06 May, 2016

India To Open Consulate In Erbil, Kurdish-dominated Iraqi City

India has decided to open a Consulate in the Kurdish-dominated northern Iraqi city of Erbil on the edge of battles two separate coalitions are waging against the Islamic State (IS), in a rare wartime diplomatic expansion, The Telegraph reports on May 5. 

The move signals a foray into a conflict New Delhi has largely shunned, and represents preparations for a post-war scenario where India expects the Kurdish minority of Iraq to play a crucial role, senior officials stated. 

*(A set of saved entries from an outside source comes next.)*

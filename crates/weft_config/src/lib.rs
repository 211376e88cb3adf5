pub mod errors;

use crate::errors::ConfigError;
use anyhow::{Context, Result};
use clap::ArgMatches;
use serde::{Deserialize, Serialize};
use std::{
    fs::read_to_string,
    path::{Path, PathBuf},
};
use tracing::debug;
use weft_middle::options::CompilerOptions;

pub const CONFIG_FILE: &str = "weft.toml";
pub const ENV_PREFIX: &str = "WEFT_";

#[derive(Deserialize, Debug, Clone, Default, Serialize)]
pub struct WeftConfig {
    #[serde(default)]
    pub compiler: CompilerOptions,
}

/// Reads the `[compiler]` table of a `weft.toml`. A file without the table yields
/// the default options.
pub fn load(path: &Path) -> Result<CompilerOptions, ConfigError> {
    let content = read_to_string(path)?;
    let config: WeftConfig = toml::from_str(&content)?;

    debug!("loaded compiler options from {}", path.display());
    Ok(config.compiler)
}

/// Walks up from `dir` looking for `weft.toml` and loads the first one found.
pub fn find_and_load(dir: &Path) -> Result<CompilerOptions, ConfigError> {
    match find_config(dir) {
        Some(path) => load(&path),
        None => {
            debug!("no {} above {}, using defaults", CONFIG_FILE, dir.display());
            Ok(CompilerOptions::default())
        }
    }
}

pub fn find_config(dir: &Path) -> Option<PathBuf> {
    dir.ancestors()
        .map(|dir| dir.join(CONFIG_FILE))
        .find(|path| path.is_file())
}

/// Environment variable controlling `flag`, eg. `WEFT_IGNORE_ERRORS` for
/// `ignore-errors`.
pub fn env_var(flag: &str) -> String {
    format!("{ENV_PREFIX}{}", flag.replace('-', "_").to_uppercase())
}

/// Applies `WEFT_*` overrides on top of `opts`. `lookup` resolves a variable name
/// to its value, normally `std::env::var`.
pub fn apply_env(
    mut opts: CompilerOptions,
    lookup: impl Fn(&str) -> Option<String>,
) -> Result<CompilerOptions, ConfigError> {
    for flag in CompilerOptions::FLAGS {
        let var = env_var(flag);
        let Some(value) = lookup(&var) else {
            continue;
        };

        let enabled = match value.trim().to_lowercase().as_str() {
            "1" | "true" | "yes" => true,
            "0" | "false" | "no" => false,
            _ => return Err(ConfigError::InvalidEnvValue { var, value }),
        };
        debug!("{} overrides {} = {}", var, flag, enabled);
        opts.set(flag, enabled);
    }

    Ok(opts)
}

/// Resolves the options for a compilation started in `cwd`: `weft.toml`, then the
/// process environment, then command-line flags.
pub fn resolve(cwd: &Path, args: Option<&ArgMatches>) -> Result<CompilerOptions> {
    let opts = find_and_load(cwd).context("Failed to load weft.toml")?;
    let opts = apply_env(opts, |var| std::env::var(var).ok())
        .context("Invalid compiler option in environment")?;

    Ok(match args {
        Some(args) => opts.from_args(args),
        None => opts,
    })
}

#[cfg(test)]
mod tests {
    use super::*;
    use std::{collections::HashMap, fs};
    use tempfile::tempdir;

    fn env(pairs: &[(&str, &str)]) -> impl Fn(&str) -> Option<String> {
        let map: HashMap<String, String> = pairs
            .iter()
            .map(|(k, v)| ((*k).to_string(), (*v).to_string()))
            .collect();
        move |var: &str| map.get(var).cloned()
    }

    #[test]
    fn loads_compiler_table() {
        let dir = tempdir().unwrap();
        let path = dir.path().join(CONFIG_FILE);
        fs::write(&path, "[compiler]\nignore-errors = true\nprint-passes = true\n").unwrap();

        let opts = load(&path).unwrap();

        assert!(opts.ignore_errors);
        assert!(opts.print_passes);
        assert!(!opts.developer);
    }

    #[test]
    fn missing_table_means_defaults() {
        let dir = tempdir().unwrap();
        let path = dir.path().join(CONFIG_FILE);
        fs::write(&path, "").unwrap();

        assert_eq!(load(&path).unwrap(), CompilerOptions::default());
    }

    #[test]
    fn malformed_file_is_a_parse_error() {
        let dir = tempdir().unwrap();
        let path = dir.path().join(CONFIG_FILE);
        fs::write(&path, "[compiler]\nignore-errors = \"sometimes\"\n").unwrap();

        assert!(matches!(load(&path), Err(ConfigError::TomlParseError(_))));
    }

    #[test]
    fn finds_config_in_parent_directory() {
        let dir = tempdir().unwrap();
        fs::write(dir.path().join(CONFIG_FILE), "[compiler]\nno-codegen = true\n").unwrap();
        let nested = dir.path().join("src").join("nested");
        fs::create_dir_all(&nested).unwrap();

        let opts = find_and_load(&nested).unwrap();

        assert!(opts.no_codegen);
    }

    #[test]
    fn env_overrides_file_values() {
        let opts = CompilerOptions {
            ignore_errors: true,
            ..CompilerOptions::default()
        };

        let opts = apply_env(
            opts,
            env(&[("WEFT_IGNORE_ERRORS", "0"), ("WEFT_DEVELOPER", "Yes")]),
        )
        .unwrap();

        assert!(!opts.ignore_errors);
        assert!(opts.developer);
    }

    #[test]
    fn rejects_unrecognised_env_value() {
        let err = apply_env(CompilerOptions::default(), env(&[("WEFT_NO_CODEGEN", "maybe")]))
            .unwrap_err();

        match err {
            ConfigError::InvalidEnvValue { var, value } => {
                assert_eq!(var, "WEFT_NO_CODEGEN");
                assert_eq!(value, "maybe");
            }
            other => panic!("unexpected error: {other}"),
        }
    }

    #[test]
    fn env_var_names() {
        assert_eq!(env_var("print-passes"), "WEFT_PRINT_PASSES");
        assert_eq!(env_var("developer"), "WEFT_DEVELOPER");
    }
}
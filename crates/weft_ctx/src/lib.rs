pub mod compiler;
pub mod diag_ctx;
pub mod errors;
pub mod passes;
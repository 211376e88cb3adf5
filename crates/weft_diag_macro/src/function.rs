use proc_macro::TokenStream;
use quote::quote;
use syn::{Attribute, DeriveInput, Expr, Field, Ident, parse_macro_input, spanned::Spanned};
use thiserror::Error;

#[derive(Debug, Error)]
pub enum MacroFunctionError {
    #[error("Parse error: {0}")]
    ParseError(#[from] syn::Error),
    #[error("Invalid attribute: {0}")]
    InvalidAttribute(String),
    #[error("Missing severity attribute, expected one of: error, warning, bug, help, note")]
    MissingAttribute,
}

const SEVERITIES: &[&str] = &["help", "note", "warning", "error", "bug"];
/// Severities allowed on label fields. A bare `#[note]` on a field is a note, not
/// a label.
const LABEL_STYLES: &[&str] = &["warning", "error", "bug"];

fn attr_name(attr: &Attribute) -> String {
    attr.path()
        .segments
        .last()
        .map(|seg| seg.ident.to_string().to_lowercase())
        .unwrap_or_default()
}

fn get_string_literal(expr: &Expr) -> Result<String, MacroFunctionError> {
    if let Expr::Lit(expr_lit) = expr {
        if let syn::Lit::Str(lit_str) = &expr_lit.lit {
            return Ok(lit_str.value());
        }
    }

    Err(MacroFunctionError::InvalidAttribute(
        "Message must be a string literal".to_string(),
    ))
}

fn severity_variant(severity: &str) -> proc_macro2::TokenStream {
    match severity {
        "help" => quote! { Severity::Help },
        "note" => quote! { Severity::Note },
        "warning" => quote! { Severity::Warning },
        "bug" => quote! { Severity::Bug },
        _ => quote! { Severity::Error },
    }
}

fn label_style(severity: &str) -> proc_macro2::TokenStream {
    match severity {
        "error" | "bug" => quote! { LabelStyle::Error },
        "warning" => quote! { LabelStyle::Warning },
        _ => quote! { LabelStyle::Primary },
    }
}

fn label_attr(field: &Field) -> Option<&Attribute> {
    field
        .attrs
        .iter()
        .find(|attr| LABEL_STYLES.contains(&attr_name(attr).as_str()))
}

fn is_note(field: &Field) -> bool {
    field.attrs.iter().any(|attr| attr_name(attr) == "note")
}

pub fn macro_derive_impl(item: TokenStream) -> TokenStream {
    let ast = parse_macro_input!(item as DeriveInput);

    match impl_diagnostic_derive(&ast) {
        Ok(token_stream) => token_stream,
        Err(error) => {
            TokenStream::from(syn::Error::new(ast.span(), error.to_string()).to_compile_error())
        }
    }
}

fn impl_diagnostic_derive(ast: &DeriveInput) -> Result<TokenStream, MacroFunctionError> {
    let struct_name = &ast.ident;

    let diagnostic_attr = ast
        .attrs
        .iter()
        .find(|attr| SEVERITIES.contains(&attr_name(attr).as_str()))
        .ok_or(MacroFunctionError::MissingAttribute)?;
    let severity = severity_variant(&attr_name(diagnostic_attr));
    let message = get_string_literal(&diagnostic_attr.parse_args::<Expr>()?)?;

    let code = match ast.attrs.iter().find(|attr| attr_name(attr) == "code") {
        Some(attr) => {
            let code = get_string_literal(&attr.parse_args::<Expr>()?)?;
            quote! { Some(#code.to_string()) }
        }
        None => quote! { None },
    };

    let fields = match &ast.data {
        syn::Data::Struct(data) => match &data.fields {
            syn::Fields::Named(fields) => fields,
            _ => {
                return Err(MacroFunctionError::InvalidAttribute(
                    "Only named fields are supported".to_string(),
                ));
            }
        },
        _ => {
            return Err(MacroFunctionError::InvalidAttribute(
                "Only structs are supported".to_string(),
            ));
        }
    };

    // Fields usable by name inside format strings.
    let message_fields: Vec<&Ident> = fields
        .named
        .iter()
        .filter(|field| label_attr(field).is_none())
        .filter_map(|field| field.ident.as_ref())
        .collect();

    let note_fields: Vec<&Ident> = fields
        .named
        .iter()
        .filter(|field| is_note(field))
        .filter_map(|field| field.ident.as_ref())
        .collect();

    let mut labels = Vec::new();
    for field in &fields.named {
        let (Some(attr), Some(ident)) = (label_attr(field), field.ident.as_ref()) else {
            continue;
        };
        let style = label_style(&attr_name(attr));
        let label_message = match &attr.meta {
            syn::Meta::Path(_) => String::new(),
            _ => get_string_literal(&attr.parse_args::<Expr>()?)?,
        };
        let refs = message_fields.iter().map(|ident| quote! { let #ident = &self.#ident; });

        labels.push(quote! {
            {
                #(#refs)*
                Label::new(#style, self.#ident.1, self.#ident.0.range())
                    .with_message(format!(#label_message))
            }
        });
    }

    let message_refs = message_fields.iter().map(|ident| quote! { let #ident = &self.#ident; });

    Ok(TokenStream::from(quote! {
        #[allow(unused)]
        impl ToDiagnostic for #struct_name {
            fn message(&self) -> String {
                #(#message_refs)*
                format!(#message)
            }

            fn labels(&self) -> Vec<Label<usize>> {
                vec![
                    #(#labels,)*
                ]
            }

            fn severity(&self) -> Severity {
                #severity
            }

            fn code(&self) -> Option<String> {
                #code
            }

            fn notes(&self) -> Vec<String> {
                vec![
                    #(self.#note_fields.to_string(),)*
                ]
            }
        }
    }))
}
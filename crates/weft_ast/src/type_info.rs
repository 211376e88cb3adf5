use crate::{
    Ast, ExprId, TY_BOOL, TY_INT, TY_REAL, TY_STRING, TypeId,
    expr::{ExprKind, Lit},
    ty::TyKind,
};

impl Ast {
    /// Best-effort type of an expression before type inference. `None` means the
    /// type is not known yet, e.g. for calls that have not been resolved.
    pub fn type_info(&self, expr: ExprId) -> Option<TypeId> {
        match &self.expr(expr).kind {
            ExprKind::Literal(lit) => Some(match lit {
                Lit::Int(_) => TY_INT,
                Lit::Real(_) => TY_REAL,
                Lit::Bool(_) => TY_BOOL,
                Lit::Str(_) => TY_STRING,
            }),
            ExprKind::Variable(sym) => self.symbol(*sym).ty,
            ExprKind::ArrayRef { base, .. } => match self.ty(self.type_info(*base)?).kind {
                TyKind::Array { elem } => Some(elem),
                _ => None,
            },
            ExprKind::TupleSelect { base, args } => {
                let [index] = args.as_slice() else {
                    return None;
                };
                let ExprKind::Literal(Lit::Int(i)) = self.expr(*index).kind else {
                    return None;
                };
                match &self.ty(self.type_info(*base)?).kind {
                    // Tuple components are numbered from 1.
                    TyKind::Tuple(components) => usize::try_from(i)
                        .ok()?
                        .checked_sub(1)
                        .and_then(|i| components.get(i).copied()),
                    _ => None,
                }
            }
            ExprKind::FnCall { target, .. } => match self.expr(*target).kind {
                ExprKind::Variable(sym) => self.symbol(sym).fn_sig()?.ret,
                _ => None,
            },
            ExprKind::Unary(_, operand) | ExprKind::Paren(operand) => self.type_info(*operand),
            ExprKind::ParenOp { .. }
            | ExprKind::IoCall { .. }
            | ExprKind::Binary(..)
            | ExprKind::MemberAccess { .. } => None,
        }
    }

    pub fn is_array_typed(&self, expr: ExprId) -> bool {
        self.type_info(expr).is_some_and(|ty| self.ty(ty).kind.is_array())
    }

    pub fn is_tuple_typed(&self, expr: ExprId) -> bool {
        self.type_info(expr).is_some_and(|ty| self.ty(ty).kind.is_tuple())
    }
}
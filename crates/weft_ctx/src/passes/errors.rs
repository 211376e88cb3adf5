use weft_diag_macro::Diagnostic;
use weft_diagnostics::diagnostic::{Label, LabelStyle, Severity, ToDiagnostic};
use weft_span::span::Span;

#[derive(Diagnostic)]
#[error("Invalid class constructor")]
pub struct InvalidClassConstructor {
    #[error("`{name}` is an instance of a class, not the class itself")]
    pub span: (Span, usize),
    pub name: String,
    #[note]
    pub note: &'static str,
}

#[derive(Diagnostic)]
#[bug("constructor of class `{class}` is not a definition statement")]
pub struct ConstructorNotDefinition {
    #[bug("constructing `{class}` here")]
    pub span: (Span, usize),
    pub class: String,
}

#[derive(Diagnostic)]
#[bug("failed to rewrite `{form}` expression: {error}")]
pub struct RewriteFailed {
    #[bug]
    pub span: (Span, usize),
    pub form: &'static str,
    pub error: String,
}

#[derive(Diagnostic)]
#[bug("malformed tree after pass `{pass}` in module `{module}`: {error}")]
pub struct MalformedTree {
    pub pass: &'static str,
    pub module: String,
    pub error: String,
}
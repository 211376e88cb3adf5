use crate::{StmtId, SymbolId, TypeId};
use weft_span::{span::Span, symbols::Symbol};

#[derive(Clone, Debug, PartialEq)]
pub struct SymbolData {
    pub id: SymbolId,
    pub name: Symbol,
    pub span: Span,
    /// Declared type, when the declaration spells one out.
    pub ty: Option<TypeId>,
    pub kind: SymbolKind,
}

#[derive(Clone, Debug, PartialEq)]
pub enum SymbolKind {
    Var,
    Fn(FnSig),
    /// Names a type, e.g. a class.
    Type,
}

#[derive(Clone, Debug, PartialEq, Default)]
pub struct FnSig {
    pub params: Vec<SymbolId>,
    pub ret: Option<TypeId>,
    /// Absent for extern and built-in functions.
    pub body: Option<StmtId>,
}

impl SymbolData {
    pub fn is_type(&self) -> bool {
        matches!(self.kind, SymbolKind::Type)
    }

    pub fn is_fn(&self) -> bool {
        matches!(self.kind, SymbolKind::Fn(_))
    }

    pub fn fn_sig(&self) -> Option<&FnSig> {
        match &self.kind {
            SymbolKind::Fn(sig) => Some(sig),
            _ => None,
        }
    }
}
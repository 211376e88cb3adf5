use crate::{Ast, ExprId, expr::ExprKind};
use std::fmt::Write;

impl Ast {
    /// Renders an expression as an S-expression, e.g.
    /// `(array-ref (var a) (int 3))`. Used in logs and test assertions.
    pub fn display_expr(&self, id: ExprId) -> String {
        let mut out = String::new();
        self.write_expr(id, &mut out);
        out
    }

    fn write_expr(&self, id: ExprId, out: &mut String) {
        let kind = &self.expr(id).kind;
        match kind {
            ExprKind::Literal(lit) => {
                let _ = write!(out, "{lit}");
                return;
            }
            ExprKind::Variable(sym) => {
                let _ = write!(out, "(var {})", self.symbol(*sym).name);
                return;
            }
            ExprKind::IoCall { kind: io, .. } => {
                let _ = write!(out, "(io {io}");
            }
            ExprKind::Binary(op, ..) => {
                let _ = write!(out, "(binary {op}");
            }
            ExprKind::Unary(op, _) => {
                let _ = write!(out, "(unary {op}");
            }
            ExprKind::MemberAccess { member, .. } => {
                let _ = write!(out, "(member {member}");
            }
            _ => {
                let _ = write!(out, "({}", kind.name());
            }
        }

        for child in kind.children() {
            out.push(' ');
            self.write_expr(child, out);
        }
        out.push(')');
    }
}
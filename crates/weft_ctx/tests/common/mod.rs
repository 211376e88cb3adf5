#![allow(dead_code)]

use weft_ast::{
    Ast, ExprId, ModuleId, StmtId, SymbolId, TypeId,
    expr::{ExprKind, Lit},
    stmts::{DefStmt, StmtKind},
    sym::{FnSig, SymbolKind},
    ty::{ClassType, TyKind},
};
use weft_ctx::compiler::CompilerContext;
use weft_middle::options::CompilerOptions;
use weft_span::span::Span;

/// Builds a single-module program one top-level statement at a time.
pub struct Program {
    pub ast: Ast,
    stmts: Vec<StmtId>,
    offset: u32,
}

impl Program {
    pub fn new() -> Self {
        Self {
            ast: Ast::new(),
            stmts: vec![],
            offset: 0,
        }
    }

    /// Continues building in an existing tree, eg. to add a second module.
    pub fn with_ast(ast: Ast) -> Self {
        Self {
            ast,
            stmts: vec![],
            offset: 0,
        }
    }

    fn span(&mut self, len: u32) -> Span {
        let span = Span::new(self.offset, self.offset + len);
        self.offset += len + 1;
        span
    }

    pub fn symbol(&mut self, name: &str, ty: Option<TypeId>, kind: SymbolKind) -> SymbolId {
        let span = self.span(u32::try_from(name.len()).unwrap_or(1));
        self.ast.add_symbol(name, span, ty, kind)
    }

    pub fn var(&mut self, name: &str, ty: Option<TypeId>) -> ExprId {
        let sym = self.symbol(name, ty, SymbolKind::Var);
        self.use_sym(sym)
    }

    pub fn use_sym(&mut self, sym: SymbolId) -> ExprId {
        let span = self.ast.symbol(sym).span;
        self.ast.alloc_expr(ExprKind::Variable(sym), span).unwrap()
    }

    pub fn int(&mut self, value: i64) -> ExprId {
        let span = self.span(1);
        self.ast.alloc_expr(ExprKind::Literal(Lit::Int(value)), span).unwrap()
    }

    pub fn string(&mut self, value: &str) -> ExprId {
        let span = self.span(2);
        self.ast
            .alloc_expr(ExprKind::Literal(Lit::Str(value.into())), span)
            .unwrap()
    }

    pub fn paren_op(&mut self, base: ExprId, args: Vec<ExprId>) -> ExprId {
        let start = self.ast.expr(base).span;
        let span = start.to(self.span(2));
        self.ast.alloc_expr(ExprKind::ParenOp { base, args }, span).unwrap()
    }

    pub fn array_of(&mut self, elem: TypeId) -> TypeId {
        self.ast.add_type(TyKind::Array { elem })
    }

    pub fn tuple_of(&mut self, components: Vec<TypeId>) -> TypeId {
        self.ast.add_type(TyKind::Tuple(components))
    }

    /// A function symbol with no body.
    pub fn function(&mut self, name: &str) -> SymbolId {
        self.symbol(name, None, SymbolKind::Fn(FnSig::default()))
    }

    /// A class whose constructor is defined by `constructor`, and the type symbol
    /// naming it.
    pub fn class(&mut self, name: &str, constructor: Option<StmtId>) -> (TypeId, SymbolId) {
        let ty = self.ast.add_type(TyKind::Class(ClassType {
            symbol: None,
            constructor,
        }));
        let sym = self.symbol(name, Some(ty), SymbolKind::Type);
        if let TyKind::Class(class) = &mut self.ast.ty_mut(ty).kind {
            class.symbol = Some(sym);
        }
        (ty, sym)
    }

    /// A top-level definition of `sym`.
    pub fn define(&mut self, sym: SymbolId) -> StmtId {
        let span = self.ast.symbol(sym).span;
        let stmt = self
            .ast
            .alloc_stmt(StmtKind::Def(DefStmt::single(sym)), span)
            .unwrap();
        self.stmts.push(stmt);
        stmt
    }

    pub fn top(&mut self, stmt: StmtId) -> StmtId {
        self.stmts.push(stmt);
        stmt
    }

    /// An expression statement at module level.
    pub fn expr_stmt(&mut self, expr: ExprId) -> StmtId {
        let span = self.ast.expr(expr).span;
        let stmt = self.ast.alloc_stmt(StmtKind::Expr(expr), span).unwrap();
        self.top(stmt)
    }

    pub fn finish(mut self, name: &str, file_id: usize) -> (Ast, ModuleId) {
        let module = self
            .ast
            .add_module(name, file_id, std::mem::take(&mut self.stmts))
            .unwrap();
        (self.ast, module)
    }
}

pub fn cx() -> CompilerContext {
    CompilerContext::new(CompilerOptions::default())
}

pub fn best_effort_cx() -> CompilerContext {
    CompilerContext::new(CompilerOptions {
        ignore_errors: true,
        ..CompilerOptions::default()
    })
}

/// The single top-level expression of an expression statement, after rewriting.
pub fn stmt_expr(ast: &Ast, stmt: StmtId) -> ExprId {
    match ast.stmt(stmt).kind {
        StmtKind::Expr(expr) => expr,
        ref other => panic!("not an expression statement: {other:?}"),
    }
}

A Consulate in Erbil would in the short run allow India to quietly revive diplomatic attempts to rescue 39 Indians abducted by the IS in July 2014 in Mosul, now a key hub for the terror group. Erbil is the nearest large city that is not under IS control. But in the long run, the Consulate would allow India to build deeper diplomatic ties with a prospective independent Kurdish state.

The decision to open the new consulate was first conveyed to the Kurdish authorities in November 2014, officials said, when diplomat Suresh Reddy, a special envoy the Modi government had appointed to try and rescue the abducted Indians, visited Erbil.

Kurdistan, though a part of Iraq, enjoys significant regional autonomy under the constitution adopted by Baghdad in the post-Saddam Hussein era.